**What the task requires:** Your job is to copy every line in the material containing the word "matches".

**Records provided:**
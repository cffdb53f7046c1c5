//! Completion checking for RUNNING tasks.
//!
//! The scheduler only talks to the `CompletionChecker` trait. The shipped
//! implementation, `ScriptChecker`, runs a user-supplied executable as a
//! separate process:
//!
//! - argv: `<entry_name> <launch_exit_code>`
//! - stdin: `{"entry_name", "launch_exit_code", "launch_stdout", "launch_stderr"}`
//! - stdout: `{"is_running": bool, "exit_code": int, "stdout": str, "stderr": str}`
//!
//! A typical checker parses a job id out of `launch_stdout`, asks the batch
//! system for its state, and verifies expected output files exist.

use std::path::{Path, PathBuf};
use std::process::Stdio;
use std::time::Duration;

use async_trait::async_trait;
use serde::{Deserialize, Serialize};
use tokio::io::AsyncWriteExt;
use tokio::process::Command;

use crate::error::CheckError;
use crate::model::{CommandResult, Entry, Task, TaskStatus};

/// What the checker is asked about one RUNNING task.
#[derive(Debug, Clone, PartialEq, Eq, Serialize)]
pub struct CheckRequest {
    pub entry_name: String,
    pub launch_exit_code: i32,
    pub launch_stdout: String,
    pub launch_stderr: String,
}

impl CheckRequest {
    pub fn new(entry: &Entry, task: &Task) -> Self {
        let launch = task.launch_result.clone().unwrap_or_default();
        Self {
            entry_name: entry.name.clone(),
            launch_exit_code: launch.exit_code,
            launch_stdout: launch.stdout,
            launch_stderr: launch.stderr,
        }
    }
}

/// The checker's verdict.
#[derive(Debug, Clone, PartialEq, Eq, Serialize, Deserialize)]
pub struct CheckOutcome {
    pub is_running: bool,
    #[serde(default)]
    pub exit_code: i32,
    #[serde(default)]
    pub stdout: String,
    #[serde(default)]
    pub stderr: String,
}

impl CheckOutcome {
    /// Work is still in flight.
    pub fn running() -> Self {
        Self {
            is_running: true,
            exit_code: 0,
            stdout: String::new(),
            stderr: String::new(),
        }
    }

    /// Work finished with the given result.
    pub fn finished(exit_code: i32, stdout: impl Into<String>, stderr: impl Into<String>) -> Self {
        Self {
            is_running: false,
            exit_code,
            stdout: stdout.into(),
            stderr: stderr.into(),
        }
    }

    /// The transition this verdict asks for, if any.
    ///
    /// While running, the remaining fields are ignored.
    pub fn resolve(self) -> Option<(TaskStatus, CommandResult)> {
        if self.is_running {
            return None;
        }
        let status = if self.exit_code == 0 {
            TaskStatus::Completed
        } else {
            TaskStatus::Error
        };
        Some((
            status,
            CommandResult::new(self.exit_code, self.stdout, self.stderr),
        ))
    }
}

/// Pluggable completion probe. Must only observe external state.
#[async_trait]
pub trait CompletionChecker: Send + Sync {
    /// Called once at the start of every check pass. An error aborts the pass.
    async fn ensure_available(&self) -> Result<(), CheckError> {
        Ok(())
    }

    /// Judge one RUNNING task. An error aborts the pass.
    async fn check(&self, request: &CheckRequest) -> Result<CheckOutcome, CheckError>;
}

/// Runs an external executable per RUNNING task.
#[derive(Debug, Clone)]
pub struct ScriptChecker {
    path: PathBuf,
    timeout: Option<Duration>,
}

impl ScriptChecker {
    pub fn new(path: impl Into<PathBuf>) -> Self {
        Self {
            path: path.into(),
            timeout: None,
        }
    }

    /// Set the per-invocation timeout.
    pub fn with_timeout(mut self, timeout: Option<Duration>) -> Self {
        self.timeout = timeout;
        self
    }

    pub fn path(&self) -> &Path {
        &self.path
    }

    fn unavailable(&self, reason: impl Into<String>) -> CheckError {
        CheckError::Unavailable {
            path: self.path.clone(),
            reason: reason.into(),
        }
    }

    fn protocol(&self, reason: impl Into<String>) -> CheckError {
        CheckError::Protocol {
            path: self.path.clone(),
            reason: reason.into(),
        }
    }

    async fn invoke(&self, request: &CheckRequest) -> Result<std::process::Output, CheckError> {
        let payload = serde_json::to_vec(request)
            .map_err(|e| self.protocol(format!("Failed to encode request: {e}")))?;

        let mut child = Command::new(&self.path)
            .arg(&request.entry_name)
            .arg(request.launch_exit_code.to_string())
            .stdin(Stdio::piped())
            .stdout(Stdio::piped())
            .stderr(Stdio::piped())
            .kill_on_drop(true)
            .spawn()
            .map_err(|e| CheckError::Spawn {
                path: self.path.clone(),
                reason: e.to_string(),
            })?;

        // Feed stdin while draining stdout/stderr; either side may fill its pipe first.
        let stdin = child.stdin.take();
        let feed = async move {
            if let Some(mut stdin) = stdin {
                // A checker that ignores stdin may exit before reading it.
                if let Err(e) = stdin.write_all(&payload).await {
                    tracing::debug!(error = %e, "Checker closed stdin early");
                }
            }
        };
        let ((), output) = tokio::join!(feed, child.wait_with_output());

        output.map_err(|e| CheckError::Spawn {
            path: self.path.clone(),
            reason: e.to_string(),
        })
    }
}

#[async_trait]
impl CompletionChecker for ScriptChecker {
    async fn ensure_available(&self) -> Result<(), CheckError> {
        let metadata = tokio::fs::metadata(&self.path)
            .await
            .map_err(|e| self.unavailable(e.to_string()))?;

        if !metadata.is_file() {
            return Err(self.unavailable("not a file"));
        }

        #[cfg(unix)]
        {
            use std::os::unix::fs::PermissionsExt;
            if metadata.permissions().mode() & 0o111 == 0 {
                return Err(self.unavailable("not executable"));
            }
        }

        Ok(())
    }

    async fn check(&self, request: &CheckRequest) -> Result<CheckOutcome, CheckError> {
        let output = match self.timeout {
            Some(timeout) => tokio::time::timeout(timeout, self.invoke(request))
                .await
                .map_err(|_| CheckError::Timeout {
                    path: self.path.clone(),
                    timeout,
                })??,
            None => self.invoke(request).await?,
        };

        if !output.status.success() {
            return Err(self.protocol(format!(
                "exited with {:?}: {}",
                output.status.code(),
                String::from_utf8_lossy(&output.stderr).trim()
            )));
        }

        let stdout = String::from_utf8_lossy(&output.stdout);
        serde_json::from_str(stdout.trim())
            .map_err(|e| self.protocol(format!("invalid verdict {:?}: {e}", stdout.trim())))
    }
}

#[cfg(test)]
mod tests {
    use super::*;

    /// Write an executable shell script into `dir`.
    fn write_script(dir: &Path, name: &str, body: &str) -> PathBuf {
        let path = dir.join(name);
        std::fs::write(&path, format!("#!/bin/sh\n{body}\n")).unwrap();
        #[cfg(unix)]
        {
            use std::os::unix::fs::PermissionsExt;
            std::fs::set_permissions(&path, std::fs::Permissions::from_mode(0o755)).unwrap();
        }
        path
    }

    fn request(name: &str) -> CheckRequest {
        CheckRequest {
            entry_name: name.to_string(),
            launch_exit_code: 0,
            launch_stdout: "Job <4242> is submitted".to_string(),
            launch_stderr: String::new(),
        }
    }

    #[test]
    fn running_outcome_resolves_to_nothing() {
        let outcome = CheckOutcome {
            is_running: true,
            exit_code: 9,
            stdout: "ignored".into(),
            stderr: "ignored".into(),
        };
        assert!(outcome.resolve().is_none());
    }

    #[test]
    fn finished_outcomes_resolve() {
        assert_eq!(
            CheckOutcome::finished(0, "", "").resolve(),
            Some((TaskStatus::Completed, CommandResult::new(0, "", "")))
        );
        assert_eq!(
            CheckOutcome::finished(1, "", "err").resolve(),
            Some((TaskStatus::Error, CommandResult::new(1, "", "err")))
        );
    }

    #[test]
    fn outcome_fields_default() {
        let outcome: CheckOutcome = serde_json::from_str(r#"{"is_running": false}"#).unwrap();
        assert_eq!(outcome, CheckOutcome::finished(0, "", ""));
    }

    #[tokio::test]
    async fn missing_script_is_unavailable() {
        let tmp = tempfile::tempdir().unwrap();
        let checker = ScriptChecker::new(tmp.path().join("nope.sh"));
        let err = checker.ensure_available().await.unwrap_err();
        assert!(matches!(err, CheckError::Unavailable { .. }));
    }

    #[tokio::test]
    async fn directory_is_unavailable() {
        let tmp = tempfile::tempdir().unwrap();
        let checker = ScriptChecker::new(tmp.path());
        assert!(matches!(
            checker.ensure_available().await,
            Err(CheckError::Unavailable { .. })
        ));
    }

    #[cfg(unix)]
    #[tokio::test]
    async fn non_executable_is_unavailable() {
        let tmp = tempfile::tempdir().unwrap();
        let path = tmp.path().join("check.sh");
        std::fs::write(&path, "#!/bin/sh\n").unwrap();
        let checker = ScriptChecker::new(&path);
        assert!(matches!(
            checker.ensure_available().await,
            Err(CheckError::Unavailable { .. })
        ));
    }

    #[tokio::test]
    async fn script_receives_arguments_and_request() {
        let tmp = tempfile::tempdir().unwrap();
        let path = write_script(
            tmp.path(),
            "check.sh",
            r#"input=$(cat)
case "$input" in
  *'Job <4242>'*) printf '{"is_running": false, "exit_code": 0, "stdout": "%s-%s", "stderr": ""}' "$1" "$2" ;;
  *) printf '{"is_running": true}' ;;
esac"#,
        );
        let checker = ScriptChecker::new(&path);
        checker.ensure_available().await.unwrap();

        let outcome = checker.check(&request("SRR9")).await.unwrap();
        assert_eq!(outcome, CheckOutcome::finished(0, "SRR9-0", ""));
    }

    #[tokio::test]
    async fn script_reports_failure() {
        let tmp = tempfile::tempdir().unwrap();
        let path = write_script(
            tmp.path(),
            "check.sh",
            r#"echo '{"is_running": false, "exit_code": 1, "stdout": "", "stderr": "Missing file: out.fasta"}'"#,
        );
        let outcome = ScriptChecker::new(&path).check(&request("a")).await.unwrap();
        assert_eq!(outcome.resolve().unwrap().0, TaskStatus::Error);
    }

    #[tokio::test]
    async fn garbage_output_is_protocol_error() {
        let tmp = tempfile::tempdir().unwrap();
        let path = write_script(tmp.path(), "check.sh", "echo not json");
        let err = ScriptChecker::new(&path).check(&request("a")).await.unwrap_err();
        assert!(matches!(err, CheckError::Protocol { .. }));
    }

    #[tokio::test]
    async fn nonzero_exit_is_protocol_error() {
        let tmp = tempfile::tempdir().unwrap();
        let path = write_script(tmp.path(), "check.sh", "echo broken >&2; exit 4");
        let err = ScriptChecker::new(&path).check(&request("a")).await.unwrap_err();
        assert!(matches!(err, CheckError::Protocol { ref reason, .. } if reason.contains("broken")));
    }

    #[tokio::test]
    async fn large_request_and_noisy_checker_do_not_deadlock() {
        let tmp = tempfile::tempdir().unwrap();
        let path = write_script(
            tmp.path(),
            "check.sh",
            r#"head -c 300000 /dev/zero | tr '\0' x >&2
wc -c > /dev/null
echo '{"is_running": true}'"#,
        );
        let mut req = request("big");
        req.launch_stdout = "0123456789\n".repeat(30_000);

        let checker = ScriptChecker::new(&path).with_timeout(Some(Duration::from_secs(10)));
        let outcome = checker.check(&req).await.unwrap();
        assert!(outcome.is_running);
    }

    #[tokio::test]
    async fn slow_script_times_out() {
        let tmp = tempfile::tempdir().unwrap();
        let path = write_script(tmp.path(), "check.sh", "sleep 10");
        let checker = ScriptChecker::new(&path).with_timeout(Some(Duration::from_millis(100)));
        let err = checker.check(&request("a")).await.unwrap_err();
        assert!(matches!(err, CheckError::Timeout { .. }));
    }
}
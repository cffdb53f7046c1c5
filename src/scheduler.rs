//! The daemon loop that drives tasks through their lifecycle.
//!
//! One cycle:
//! 1. Check pass: ask the checker about every RUNNING task, committing each
//!    transition as soon as it is known.
//! 2. Re-read the RUNNING count.
//! 3. Slot budget: `max(0, max_tasks - running)`, fixed for the whole pass.
//! 4. Launch pass: launch up to that many PENDING tasks, oldest first,
//!    committing after every launch.
//! 5. Re-read the PENDING count; stop at zero, otherwise sleep and repeat.
//!
//! Everything runs sequentially in one control flow. The scheduler assumes it
//! is the only writer to its store: two daemons on one database can overshoot
//! `max_tasks`.

use std::sync::Arc;

use serde::Serialize;
use tracing::{error, info, warn};

use crate::checker::{CheckRequest, CompletionChecker, ScriptChecker};
use crate::config::SchedulerConfig;
use crate::error::{CheckError, ConfigError, DatabaseError, Result};
use crate::launcher::Launcher;
use crate::model::TaskStatus;
use crate::store::Store;

/// Slots available for launching, given the ceiling and the current RUNNING count.
pub fn available_slots(max_tasks: usize, running: usize) -> usize {
    max_tasks.saturating_sub(running)
}

/// Outcome of one check pass.
#[derive(Debug, Clone, Copy, Default, PartialEq, Eq, Serialize)]
pub struct CheckReport {
    pub checked: usize,
    pub still_running: usize,
    pub completed: usize,
    pub errored: usize,
}

/// Outcome of one launch pass.
#[derive(Debug, Clone, Copy, Default, PartialEq, Eq, Serialize)]
pub struct LaunchReport {
    /// Tasks now RUNNING.
    pub launched: usize,
    /// Tasks whose launch failed (now ERROR).
    pub errored: usize,
}

impl LaunchReport {
    pub fn attempted(&self) -> usize {
        self.launched + self.errored
    }
}

/// Outcome of one daemon cycle.
#[derive(Debug, Clone, Copy, Default, PartialEq, Eq, Serialize)]
pub struct CycleReport {
    pub check: CheckReport,
    /// RUNNING count sampled after the check pass.
    pub running: usize,
    /// Slot budget for this cycle's launch pass.
    pub slots: usize,
    pub launch: LaunchReport,
    /// PENDING count after the launch pass.
    pub pending: usize,
}

/// Outcome of a full daemon run.
#[derive(Debug, Clone, Copy, Default, PartialEq, Eq, Serialize)]
pub struct DaemonReport {
    pub cycles: usize,
    pub launched: usize,
    pub completed: usize,
    pub errored: usize,
}

/// Stateless scheduling service. Holds only its store handle, launcher, and configuration.
pub struct Scheduler {
    store: Arc<dyn Store>,
    launcher: Launcher,
    config: SchedulerConfig,
}

impl Scheduler {
    /// Create a scheduler. Rejects configurations the loop cannot run with.
    pub fn new(store: Arc<dyn Store>, config: SchedulerConfig) -> std::result::Result<Self, ConfigError> {
        config.validate()?;
        let launcher = Launcher::new().with_timeout(config.launch_timeout);
        Ok(Self {
            store,
            launcher,
            config,
        })
    }

    pub fn store(&self) -> &Arc<dyn Store> {
        &self.store
    }

    /// The configured script checker.
    pub fn script_checker(&self) -> std::result::Result<ScriptChecker, CheckError> {
        let path = self.config.checker.clone().ok_or_else(|| CheckError::Unavailable {
            path: Default::default(),
            reason: "no checker configured".to_string(),
        })?;
        Ok(ScriptChecker::new(path).with_timeout(self.config.check_timeout))
    }

    /// Ask the checker about every RUNNING task, committing after each one.
    ///
    /// A checker error aborts the pass; transitions already committed stand.
    pub async fn check_running(&self, checker: &dyn CompletionChecker) -> Result<CheckReport> {
        checker.ensure_available().await.inspect_err(|e| {
            error!(error = %e, "Checker unavailable, check pass aborted");
        })?;

        let running = self
            .store
            .list_tasks_by_status(TaskStatus::Running, None)
            .await?;

        let mut report = CheckReport::default();
        for task in running {
            let entry = self
                .store
                .get_entry(task.entry_id)
                .await?
                .ok_or_else(|| DatabaseError::NotFound {
                    entity: "entry".to_string(),
                    id: task.entry_id.to_string(),
                })?;

            let outcome = checker
                .check(&CheckRequest::new(&entry, &task))
                .await
                .inspect_err(|e| {
                    error!(task_id = task.id, entry = %entry.name, error = %e, "Check failed, check pass aborted");
                })?;
            report.checked += 1;

            let Some((status, result)) = outcome.resolve() else {
                report.still_running += 1;
                continue;
            };

            self.store.record_execution(task.id, status, &result).await?;
            match status {
                TaskStatus::Completed => {
                    report.completed += 1;
                    info!(task_id = task.id, entry = %entry.name, "Task completed");
                }
                _ => {
                    report.errored += 1;
                    warn!(
                        task_id = task.id,
                        entry = %entry.name,
                        exit_code = result.exit_code,
                        "Task failed"
                    );
                }
            }
        }

        info!(
            checked = report.checked,
            still_running = report.still_running,
            completed = report.completed,
            errored = report.errored,
            "Check pass finished"
        );
        Ok(report)
    }

    /// Launch up to `limit` PENDING tasks, oldest first, committing after each.
    pub async fn launch_pending(&self, limit: usize) -> Result<LaunchReport> {
        let mut report = LaunchReport::default();
        if limit == 0 {
            return Ok(report);
        }

        let pending = self
            .store
            .list_tasks_by_status(TaskStatus::Pending, Some(limit))
            .await?;

        for task in pending {
            let launched = self.launcher.launch_task(self.store.as_ref(), &task).await?;
            match launched.status {
                TaskStatus::Running => report.launched += 1,
                _ => report.errored += 1,
            }
        }

        info!(
            limit,
            launched = report.launched,
            errored = report.errored,
            "Launch pass finished"
        );
        Ok(report)
    }

    /// One full cycle: check, recompute capacity, launch, re-count pending.
    pub async fn run_cycle(&self, checker: &dyn CompletionChecker) -> Result<CycleReport> {
        let check = self.check_running(checker).await?;

        let running = self.store.count_tasks_by_status(TaskStatus::Running).await?;
        let slots = available_slots(self.config.max_tasks, running);

        let launch = self.launch_pending(slots).await?;

        let pending = self.store.count_tasks_by_status(TaskStatus::Pending).await?;

        Ok(CycleReport {
            check,
            running,
            slots,
            launch,
            pending,
        })
    }

    /// Run cycles until no PENDING task remains, sleeping `frequency` between them.
    ///
    /// RUNNING tasks left at exit are picked up by a later check pass.
    pub async fn run(&self, checker: &dyn CompletionChecker) -> Result<DaemonReport> {
        info!(
            max_tasks = self.config.max_tasks,
            frequency_secs = self.config.frequency.as_secs(),
            "Daemon loop started"
        );

        let mut report = DaemonReport::default();
        loop {
            let cycle = self.run_cycle(checker).await?;
            report.cycles += 1;
            report.launched += cycle.launch.launched;
            report.completed += cycle.check.completed;
            report.errored += cycle.check.errored + cycle.launch.errored;

            info!(
                cycle = report.cycles,
                running = cycle.running,
                slots = cycle.slots,
                launched = cycle.launch.launched,
                pending = cycle.pending,
                "Cycle finished"
            );

            if cycle.pending == 0 {
                info!(cycles = report.cycles, "No pending tasks left, daemon loop finished");
                return Ok(report);
            }

            tokio::time::sleep(self.config.frequency).await;
        }
    }
}
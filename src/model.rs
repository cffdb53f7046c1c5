//! Entries, templates, tasks, and the task state machine.

use std::fmt;
use std::str::FromStr;

use chrono::{DateTime, Utc};
use serde::{Deserialize, Serialize};

/// One unit of input data. Immutable after creation.
#[derive(Debug, Clone, PartialEq, Eq, Serialize, Deserialize)]
pub struct Entry {
    pub id: i64,
    pub name: String,
    pub created_at: DateTime<Utc>,
}

/// A command recipe rendered against an entry.
#[derive(Debug, Clone, PartialEq, Eq, Serialize, Deserialize)]
pub struct Template {
    pub id: i64,
    /// Unique name (the file name it was seeded from).
    pub name: String,
    /// Jinja-style command text, e.g. `run.sh {{ entry.name }}`.
    pub content: String,
    pub created_at: DateTime<Utc>,
    pub updated_at: DateTime<Utc>,
}

/// Lifecycle status of a task.
#[derive(Debug, Clone, Copy, PartialEq, Eq, Hash, Serialize, Deserialize)]
#[serde(rename_all = "snake_case")]
pub enum TaskStatus {
    /// Waiting to be launched.
    Pending,
    /// Launched successfully; the underlying work may still be in flight.
    Running,
    /// The checker reported success.
    Completed,
    /// Launch failed or the checker reported failure.
    Error,
}

impl TaskStatus {
    /// All statuses in lifecycle order.
    pub const ALL: [TaskStatus; 4] = [
        TaskStatus::Pending,
        TaskStatus::Running,
        TaskStatus::Completed,
        TaskStatus::Error,
    ];

    /// Check if this status allows transitioning to another status.
    pub fn can_transition_to(&self, target: TaskStatus) -> bool {
        use TaskStatus::*;

        matches!(
            (self, target),
            (Pending, Running) | (Pending, Error) | (Running, Completed) | (Running, Error)
        )
    }

    /// Database / display representation.
    pub fn as_str(&self) -> &'static str {
        match self {
            Self::Pending => "pending",
            Self::Running => "running",
            Self::Completed => "completed",
            Self::Error => "error",
        }
    }
}

impl fmt::Display for TaskStatus {
    fn fmt(&self, f: &mut fmt::Formatter<'_>) -> fmt::Result {
        f.write_str(self.as_str())
    }
}

impl FromStr for TaskStatus {
    type Err = String;

    fn from_str(s: &str) -> Result<Self, Self::Err> {
        match s {
            "pending" => Ok(Self::Pending),
            "running" => Ok(Self::Running),
            "completed" => Ok(Self::Completed),
            "error" => Ok(Self::Error),
            other => Err(format!("unknown task status: {other}")),
        }
    }
}

/// Exit code plus captured output of an external command.
#[derive(Debug, Clone, Default, PartialEq, Eq, Serialize, Deserialize)]
pub struct CommandResult {
    pub exit_code: i32,
    pub stdout: String,
    pub stderr: String,
}

impl CommandResult {
    pub fn new(exit_code: i32, stdout: impl Into<String>, stderr: impl Into<String>) -> Self {
        Self {
            exit_code,
            stdout: stdout.into(),
            stderr: stderr.into(),
        }
    }

    /// A command that never produced an exit status (spawn failure, render
    /// failure, timeout). Recorded with exit code -1 and the reason on stderr.
    pub fn failed(reason: impl Into<String>) -> Self {
        Self::new(-1, String::new(), reason)
    }

    pub fn is_success(&self) -> bool {
        self.exit_code == 0
    }
}

/// One scheduled execution pairing an entry with a template.
#[derive(Debug, Clone, PartialEq, Eq, Serialize, Deserialize)]
pub struct Task {
    pub id: i64,
    pub entry_id: i64,
    pub template_id: i64,
    pub status: TaskStatus,
    /// Set exactly when the task leaves Pending.
    pub launch_result: Option<CommandResult>,
    /// Set exactly when the task leaves Running. A launch failure never sets it.
    pub execution_result: Option<CommandResult>,
    pub created_at: DateTime<Utc>,
    pub updated_at: DateTime<Utc>,
}

/// Task counts grouped by status.
#[derive(Debug, Clone, Copy, Default, PartialEq, Eq, Serialize)]
pub struct StatusCounts {
    pub pending: usize,
    pub running: usize,
    pub completed: usize,
    pub error: usize,
}

impl StatusCounts {
    pub fn get(&self, status: TaskStatus) -> usize {
        match status {
            TaskStatus::Pending => self.pending,
            TaskStatus::Running => self.running,
            TaskStatus::Completed => self.completed,
            TaskStatus::Error => self.error,
        }
    }

    pub fn set(&mut self, status: TaskStatus, count: usize) {
        match status {
            TaskStatus::Pending => self.pending = count,
            TaskStatus::Running => self.running = count,
            TaskStatus::Completed => self.completed = count,
            TaskStatus::Error => self.error = count,
        }
    }

    /// Non-zero counts in lifecycle order.
    pub fn non_zero(&self) -> Vec<(TaskStatus, usize)> {
        TaskStatus::ALL
            .into_iter()
            .map(|s| (s, self.get(s)))
            .filter(|(_, n)| *n > 0)
            .collect()
    }
}

#[cfg(test)]
mod tests {
    use super::*;

    #[test]
    fn allowed_transitions() {
        use TaskStatus::*;
        assert!(Pending.can_transition_to(Running));
        assert!(Pending.can_transition_to(Error));
        assert!(Running.can_transition_to(Completed));
        assert!(Running.can_transition_to(Error));
    }

    #[test]
    fn forbidden_transitions() {
        use TaskStatus::*;
        assert!(!Pending.can_transition_to(Completed));
        assert!(!Pending.can_transition_to(Pending));
        assert!(!Running.can_transition_to(Pending));
        assert!(!Running.can_transition_to(Running));
        for terminal in [Completed, Error] {
            for target in TaskStatus::ALL {
                assert!(!terminal.can_transition_to(target));
            }
        }
    }

    #[test]
    fn status_string_roundtrip() {
        for status in TaskStatus::ALL {
            assert_eq!(status.as_str().parse::<TaskStatus>().unwrap(), status);
        }
        assert!("in_progress".parse::<TaskStatus>().is_err());
    }

    #[test]
    fn failed_command_result() {
        let result = CommandResult::failed("boom");
        assert_eq!(result.exit_code, -1);
        assert!(result.stdout.is_empty());
        assert_eq!(result.stderr, "boom");
        assert!(!result.is_success());
    }

    #[test]
    fn counts_non_zero_in_order() {
        let mut counts = StatusCounts::default();
        counts.set(TaskStatus::Error, 2);
        counts.set(TaskStatus::Pending, 5);
        assert_eq!(
            counts.non_zero(),
            vec![(TaskStatus::Pending, 5), (TaskStatus::Error, 2)]
        );
    }
}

**Solution to this exercise:**
        assert!(matches!(err, CheckError::Unavailable { .. }));
        assert!(matches!(
        assert!(matches!(
        assert!(matches!(err, CheckError::Protocol { .. }));
        assert!(matches!(err, CheckError::Protocol { ref reason, .. } if reason.contains("broken")));
        assert!(matches!(err, CheckError::Timeout { .. }));
        matches!(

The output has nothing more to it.